Der Capitain Philipp Stafford, St.

Dieser sonderbare Mann war aus Berkshire gebürtig und ums Jahr 1622 geboren. Sein Vater hatte ein kleines Gut, das ihm jährlich 50 Pf. St. (300 Thaler) eintrug, das er selbst bearbeitete und womit er seiner Familie ein gutes Auskommen verschaffte. Philipp war sein einziges Kind und erhielt daher eine Erziehung, wie sie ihm die Lage und die Umstände seines Vaters gewährten. In der Schule aber zeichnete er sich mehr durch Herumbalgen und Kämpfe als durch Verstand und Kenntnisse aus.

Als die Zeit auf der Schule vorbei war, welche gewöhnlich jungen Leuten von mäßigem Vermögen gestattet ist, nahm man ihn nach Hause, und er ward von seinem Vater zum Pfluge bestimmt. In seiner Jugend prägte er sich tief die Grundsätze der Religion und der Treue ein, welche in jenen ereignißvollen Zeiten gewöhnlich waren. Als der Krieg zwischen dem Könige Karl I. und seinen Unterthanen ausbrach, war Stafford Einer der Ersten, welche zur königlichen Armee eilten. Während dieses Aufstandes diente er fortdauernd, allein von seinen Thaten weiß man nichts; doch muß er sich ausgezeichnet haben, weil er in diesem Kriege bis zum Hauptmanne stieg.

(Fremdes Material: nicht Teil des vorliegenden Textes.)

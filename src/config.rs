use std::collections::HashMap;

use anyhow::{Context, Result};
use serde::Deserialize;

use crate::triage::{Aggregator, CategoryRule, KeywordFilter, Lexicon};

const FALLBACK_COLOR: &str = "#808080";

#[derive(Debug, Clone)]
pub struct Config {
    pub imap: ImapConfig,
    pub gemini: Option<GeminiConfig>,
    pub slack: Option<SlackConfig>,
    pub triage: TriageConfig,
    pub analytics: AnalyticsConfig,
    pub output_dir: String,
    pub request_delay_ms: u64,
    pub scheduler: SchedulerConfig,
}

#[derive(Debug, Clone)]
pub struct SchedulerConfig {
    pub enabled: bool,
    pub schedule_times: Vec<String>, // Format: "HH:MM" (e.g., ["08:00", "14:00"])
}

#[derive(Debug, Clone)]
pub struct ImapConfig {
    pub server: String,
    pub port: u16,
    pub username: String,
    pub password: String,
    /// Boîte aux lettres sélectionnée avant la recherche (par défaut: INBOX)
    pub mailbox: String,
    /// Critère IMAP SEARCH (par défaut: UNSEEN)
    pub search: String,
    /// Nombre maximum d'emails récupérés par passage, les plus récents
    pub fetch_limit: usize,
}

#[derive(Debug, Clone)]
pub struct GeminiConfig {
    pub api_key: String,
    pub model: String,
    pub endpoint: String,
}

/// Au moins un des deux transports est renseigné ; le token bot est
/// prioritaire.
#[derive(Debug, Clone)]
pub struct SlackConfig {
    pub webhook_url: Option<String>,
    pub bot_token: Option<String>,
    pub username: String,
    pub icon_emoji: String,
}

/// Une catégorie telle qu'écrite dans `config.json`.
#[derive(Debug, Clone, Deserialize)]
pub struct CategoryConfig {
    pub name: String,
    #[serde(default)]
    pub keywords: Vec<String>,
    pub channel: Option<String>,
    pub color: Option<String>,
}

/// Catégories, mots déclencheurs et routage Slack, par ordre de priorité.
#[derive(Debug, Clone)]
pub struct TriageConfig {
    pub categories: Vec<CategoryConfig>,
    pub default_category: String,
    pub default_channel: String,
    pub channel_overrides: HashMap<String, String>,
}

impl TriageConfig {
    pub fn lexicon(&self) -> Result<Lexicon> {
        let rules = self
            .categories
            .iter()
            .map(|c| CategoryRule {
                name: c.name.clone(),
                keywords: c.keywords.clone(),
            })
            .collect();
        Lexicon::new(rules, &self.default_category).context("Configuration des catégories invalide")
    }

    /// Channel of the category entry, then `slack_channels`, then the
    /// default channel.
    pub fn channel_for(&self, category: &str) -> &str {
        if let Some(channel) = self.find(category).and_then(|c| c.channel.as_deref()) {
            return channel;
        }
        self.channel_overrides
            .iter()
            .find(|(name, _)| name.eq_ignore_ascii_case(category))
            .map(|(_, channel)| channel.as_str())
            .unwrap_or(&self.default_channel)
    }

    pub fn color_for(&self, category: &str) -> &str {
        self.find(category)
            .and_then(|c| c.color.as_deref())
            .unwrap_or(FALLBACK_COLOR)
    }

    fn find(&self, category: &str) -> Option<&CategoryConfig> {
        self.categories.iter().find(|c| c.name.trim() == category)
    }
}

#[derive(Debug, Clone)]
pub struct AnalyticsConfig {
    pub stop_words: Vec<String>,
    pub min_word_length: usize,
    pub top_keywords: usize,
}

impl AnalyticsConfig {
    pub fn aggregator(&self, lexicon: &Lexicon) -> Aggregator {
        Aggregator::new(lexicon)
            .with_filter(KeywordFilter::new(&self.stop_words, self.min_word_length))
            .with_top_keywords(self.top_keywords)
    }
}

/// Flat key layout shared by `config.json` and the environment
/// (`EMAIL_SERVER` -> `email_server`).
#[derive(Debug, Deserialize)]
struct RawSettings {
    gemini_api_key: Option<String>,
    #[serde(default = "default_gemini_model")]
    gemini_model: String,
    #[serde(default = "default_gemini_endpoint")]
    gemini_endpoint: String,

    #[serde(default = "default_email_server")]
    email_server: String,
    #[serde(default = "default_email_port")]
    email_port: u16,
    #[serde(default)]
    email_username: String,
    #[serde(default)]
    email_password: String,
    #[serde(default = "default_mailbox")]
    email_mailbox: String,
    #[serde(default = "default_search")]
    email_search: String,
    #[serde(default = "default_fetch_limit")]
    fetch_limit: usize,

    slack_webhook_url: Option<String>,
    slack_bot_token: Option<String>,
    #[serde(default = "default_slack_username")]
    slack_username: String,
    #[serde(default = "default_slack_icon")]
    slack_icon_emoji: String,
    #[serde(default)]
    slack_channels: HashMap<String, String>,
    #[serde(default = "default_channel")]
    default_channel: String,

    #[serde(default)]
    categories: Vec<CategoryConfig>,
    // Forme alternative : mots-clés par catégorie + ordre de priorité
    #[serde(default)]
    category_keywords: HashMap<String, Vec<String>>,
    category_order: Option<Vec<String>>,
    default_category: Option<String>,

    #[serde(default)]
    stop_words: Vec<String>,
    #[serde(default)]
    min_word_length: usize,
    #[serde(default = "default_top_keywords")]
    top_keywords: usize,

    #[serde(default = "default_output_dir")]
    output_dir: String,
    #[serde(default = "default_request_delay")]
    request_delay_ms: u64,

    #[serde(default)]
    scheduler_enabled: bool,
    #[serde(default = "default_scheduler_times")]
    scheduler_times: String,
}

fn default_gemini_model() -> String {
    "gemini-1.5-flash".to_string()
}

fn default_gemini_endpoint() -> String {
    "https://generativelanguage.googleapis.com/v1beta".to_string()
}

fn default_email_server() -> String {
    "imap.gmail.com".to_string()
}

fn default_email_port() -> u16 {
    993
}

fn default_mailbox() -> String {
    "INBOX".to_string()
}

fn default_search() -> String {
    "UNSEEN".to_string()
}

fn default_fetch_limit() -> usize {
    10
}

fn default_slack_username() -> String {
    "Email Triage Bot".to_string()
}

fn default_slack_icon() -> String {
    ":email:".to_string()
}

fn default_channel() -> String {
    "#general".to_string()
}

fn default_top_keywords() -> usize {
    crate::triage::analytics::DEFAULT_TOP_KEYWORDS
}

fn default_output_dir() -> String {
    "./output".to_string()
}

fn default_request_delay() -> u64 {
    1000
}

fn default_scheduler_times() -> String {
    "08:00".to_string()
}

fn non_empty(value: Option<String>) -> Option<String> {
    value.map(|v| v.trim().to_string()).filter(|v| !v.is_empty())
}

/// Construit la liste ordonnée des catégories à partir de la forme
/// `category_keywords` + `category_order`.
///
/// Les clés du dictionnaire peuvent avoir perdu leur casse en passant par le
/// crate `config` : elles reprennent l'orthographe de `category_order`.
fn categories_from_map(
    keywords: HashMap<String, Vec<String>>,
    order: Option<&[String]>,
    default_category: &str,
) -> Result<Vec<CategoryConfig>> {
    let keywords: HashMap<String, Vec<String>> = keywords
        .into_iter()
        .map(|(name, words)| {
            let name = order
                .and_then(|order| order.iter().find(|o| o.trim().eq_ignore_ascii_case(name.trim())))
                .map(|o| o.trim().to_string())
                .unwrap_or(name);
            (name, words)
        })
        .collect();

    let lexicon = Lexicon::from_unordered(keywords.clone(), order, default_category)
        .context("Configuration des catégories invalide (category_keywords / category_order)")?;

    Ok(lexicon
        .categories()
        .map(|name| CategoryConfig {
            name: name.to_string(),
            keywords: keywords.get(name).cloned().unwrap_or_default(),
            channel: None,
            color: None,
        })
        .collect())
}

impl Config {
    /// Charge `path` (JSON, TOML, ...) puis les variables d'environnement par
    /// dessus. Le fichier peut être absent, sauf si `required` est vrai.
    pub fn load(path: &str, required: bool) -> Result<Self> {
        let settings = config::Config::builder()
            .add_source(config::File::with_name(path).required(required))
            .add_source(config::Environment::default())
            .build()
            .with_context(|| format!("Impossible de lire la configuration '{}'", path))?;

        let raw: RawSettings = settings
            .try_deserialize()
            .context("Valeurs de configuration invalides")?;

        Self::from_raw(raw)
    }

    /// Construit la configuration depuis un document JSON seul, sans
    /// l'environnement.
    pub fn from_json_str(json: &str) -> Result<Self> {
        let settings = config::Config::builder()
            .add_source(config::File::from_str(json, config::FileFormat::Json))
            .build()
            .context("Impossible de parser la configuration JSON")?;

        let raw: RawSettings = settings
            .try_deserialize()
            .context("Valeurs de configuration invalides")?;

        Self::from_raw(raw)
    }

    fn from_raw(raw: RawSettings) -> Result<Self> {
        if raw.categories.is_empty() && raw.category_keywords.is_empty() {
            anyhow::bail!(
                "Aucune catégorie configurée\n\
                 \n\
                 💡 Solutions :\n\
                 1. Copier la configuration d'exemple puis l'éditer :\n\
                    cp config.example.json config.json\n\
                 \n\
                 2. Ou indiquer un autre fichier :\n\
                    mailtriage --config /path/to/config.json"
            );
        }

        let default_category = match non_empty(raw.default_category) {
            Some(category) => category,
            None => anyhow::bail!("default_category doit désigner une des catégories configurées"),
        };

        let categories = if !raw.categories.is_empty() {
            if !raw.category_keywords.is_empty() {
                log::warn!(
                    "categories et category_keywords sont définis - category_keywords ignoré"
                );
            }
            raw.categories
        } else {
            categories_from_map(
                raw.category_keywords,
                raw.category_order.as_deref(),
                &default_category,
            )?
        };

        let gemini = match non_empty(raw.gemini_api_key) {
            Some(api_key) => Some(GeminiConfig {
                api_key,
                model: raw.gemini_model,
                endpoint: raw.gemini_endpoint.trim_end_matches('/').to_string(),
            }),
            None => {
                log::warn!("GEMINI_API_KEY non défini - classification par mots-clés uniquement");
                None
            }
        };

        let slack = match (non_empty(raw.slack_webhook_url), non_empty(raw.slack_bot_token)) {
            (None, None) => {
                log::warn!(
                    "SLACK_WEBHOOK_URL ou SLACK_BOT_TOKEN non défini - \
                     notifications Slack désactivées"
                );
                None
            }
            (webhook_url, bot_token) => Some(SlackConfig {
                webhook_url,
                bot_token,
                username: raw.slack_username,
                icon_emoji: raw.slack_icon_emoji,
            }),
        };

        let config = Config {
            imap: ImapConfig {
                server: raw.email_server,
                port: raw.email_port,
                username: raw.email_username,
                password: raw.email_password,
                mailbox: raw.email_mailbox,
                search: raw.email_search,
                fetch_limit: raw.fetch_limit,
            },
            gemini,
            slack,
            triage: TriageConfig {
                categories,
                default_category,
                default_channel: raw.default_channel,
                channel_overrides: raw.slack_channels,
            },
            analytics: AnalyticsConfig {
                stop_words: raw.stop_words,
                min_word_length: raw.min_word_length,
                top_keywords: raw.top_keywords,
            },
            output_dir: raw.output_dir,
            request_delay_ms: raw.request_delay_ms,
            scheduler: SchedulerConfig {
                enabled: raw.scheduler_enabled,
                schedule_times: raw
                    .scheduler_times
                    .split(',')
                    .map(|s| s.trim().to_string())
                    .filter(|s| !s.is_empty())
                    .collect(),
            },
        };

        // Valider le lexique dès le chargement plutôt qu'au premier email
        config.triage.lexicon()?;

        Ok(config)
    }

    /// Les identifiants IMAP ne sont requis que pour lire une vraie boîte.
    pub fn check_mailbox_credentials(&self) -> Result<()> {
        let mut missing_vars = Vec::new();
        if self.imap.username.trim().is_empty() {
            missing_vars.push("EMAIL_USERNAME");
        }
        if self.imap.password.is_empty() {
            missing_vars.push("EMAIL_PASSWORD");
        }

        if !missing_vars.is_empty() {
            anyhow::bail!(
                "Configuration de la boîte mail manquante: {}\n\
                 \n\
                 💡 Solutions :\n\
                 1. Créer un fichier .env avec vos credentials :\n\
                    EMAIL_USERNAME=support@example.com\n\
                    EMAIL_PASSWORD=app-password\n\
                 \n\
                 2. Ou renseigner email_username / email_password dans config.json\n\
                 \n\
                 3. Ou travailler hors ligne sur une boîte JSON :\n\
                    mailtriage --from-file demos/sample_emails.json",
                missing_vars.join(", ")
            );
        }

        Ok(())
    }
}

Nach Karls I. Tode bekam die andere Partei alle Gewalt und die Anhänger des Königs mußten sich vor der Wuth ihrer Gegner verstecken. Staffords kleines Gut wurde, wie so viele andere, eingezogen und er wurde aller Unterhaltsmittel beraubt. In dieser verzweifelten Lage faßte er den Entschluß, die Feinde seines ehemaligen Königs zu berauben. Er sah es für eine Sache der Gerechtigkeit an, diejenigen auszuplündern, die seinem Könige das Leben und ihm sein väterliches Erbe genommen hatten.

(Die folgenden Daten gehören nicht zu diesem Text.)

use std::path::PathBuf;

use anyhow::{Context, Result};
use log::info;

use crate::email::MailSource;
use crate::triage::Email;

/// Emails read from a JSON array, for offline and demo runs.
pub struct JsonFileSource {
    path: PathBuf,
}

impl JsonFileSource {
    pub fn new(path: impl Into<PathBuf>) -> Self {
        JsonFileSource { path: path.into() }
    }

    pub async fn load(&self, limit: Option<usize>) -> Result<Vec<Email>> {
        let content = tokio::fs::read_to_string(&self.path)
            .await
            .with_context(|| format!("Unable to read {}", self.path.display()))?;

        let mut emails: Vec<Email> = serde_json::from_str(&content)
            .with_context(|| format!("Invalid email list in {}", self.path.display()))?;

        if let Some(limit) = limit {
            emails.truncate(limit);
        }

        for (index, email) in emails.iter_mut().enumerate() {
            if email.id.is_empty() {
                email.id = format!("file-{}", index + 1);
            }
        }

        info!("✓ Loaded {} email(s) from {}", emails.len(), self.path.display());
        Ok(emails)
    }
}

impl MailSource for JsonFileSource {
    fn fetch_emails<'a>(
        &'a self,
        limit: Option<usize>,
    ) -> std::pin::Pin<Box<dyn std::future::Future<Output = Result<Vec<Email>>> + Send + 'a>> {
        Box::pin(self.load(limit))
    }

    fn source_name(&self) -> &str {
        "JSON file"
    }
}

#[cfg(test)]
mod tests {
    use super::*;
    use std::io::Write;

    #[test]
    fn test_load_assigns_missing_ids_and_applies_limit() {
        let mut file = tempfile::NamedTempFile::new().unwrap();
        write!(
            file,
            r#"[
                {{"sender": "a@example.com", "subject": "One", "body": "first"}},
                {{"id": "x-2", "sender": "b@example.com", "subject": "Two"}},
                {{"sender": "c@example.com", "subject": "Three"}}
            ]"#
        )
        .unwrap();

        let source = JsonFileSource::new(file.path());
        let emails = tokio_test::block_on(source.load(Some(2))).unwrap();

        assert_eq!(emails.len(), 2);
        assert_eq!(emails[0].id, "file-1");
        assert_eq!(emails[0].body, "first");
        assert_eq!(emails[1].id, "x-2");
    }

    #[test]
    fn test_load_reports_invalid_json() {
        let mut file = tempfile::NamedTempFile::new().unwrap();
        write!(file, "not json").unwrap();

        let err = tokio_test::block_on(JsonFileSource::new(file.path()).load(None)).unwrap_err();
        assert!(err.to_string().starts_with("Invalid email list"));
    }
}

Seine Augen warf er zuerst auf einen alten Republikaner, der tief aus dem trüben Strome der Zeit getrunken und ein junges Frauenzimmer geheiratet hatte, um ihr Vermögen zu bekommen. In dem Anzuge und der Sprache der Partei gelang es ihm, in der Familie als Bedienter ein Unterkommen zu finden. Durch sein einschmeichelndes Benehmen und seine Artigkeit gewann er die Liebe seines Herrn, unterhielt sich bald mit seinem Gebieter und seiner Gebieterin und ahmte die reli giösen Redensarten und Meinungen dieser Partei auf die geschickteste Art nach. Bald aber führte er gegen seine Gebieterin eine Sprache von ganz anderer Art; er machte ihr Herz gleichgültig gegen ihren Gatten und hinterging ihn so sehr, daß, wenn dieser sie unerwartet allein und im vertraulichen Gespräche fand, er glaubte, der Gegenstand ihrer Unterhaltung sey die Religion. Unter dieser Maske und durch die Leichtgläubigkeit des alten Mannes immer kühner gemacht, blieb er bei zunehmender Gunst so lange in dieser Familie, bis ein Erbe geboren ward, welcher einst das Vermögen des guten alten Republikaner bekommen sollte.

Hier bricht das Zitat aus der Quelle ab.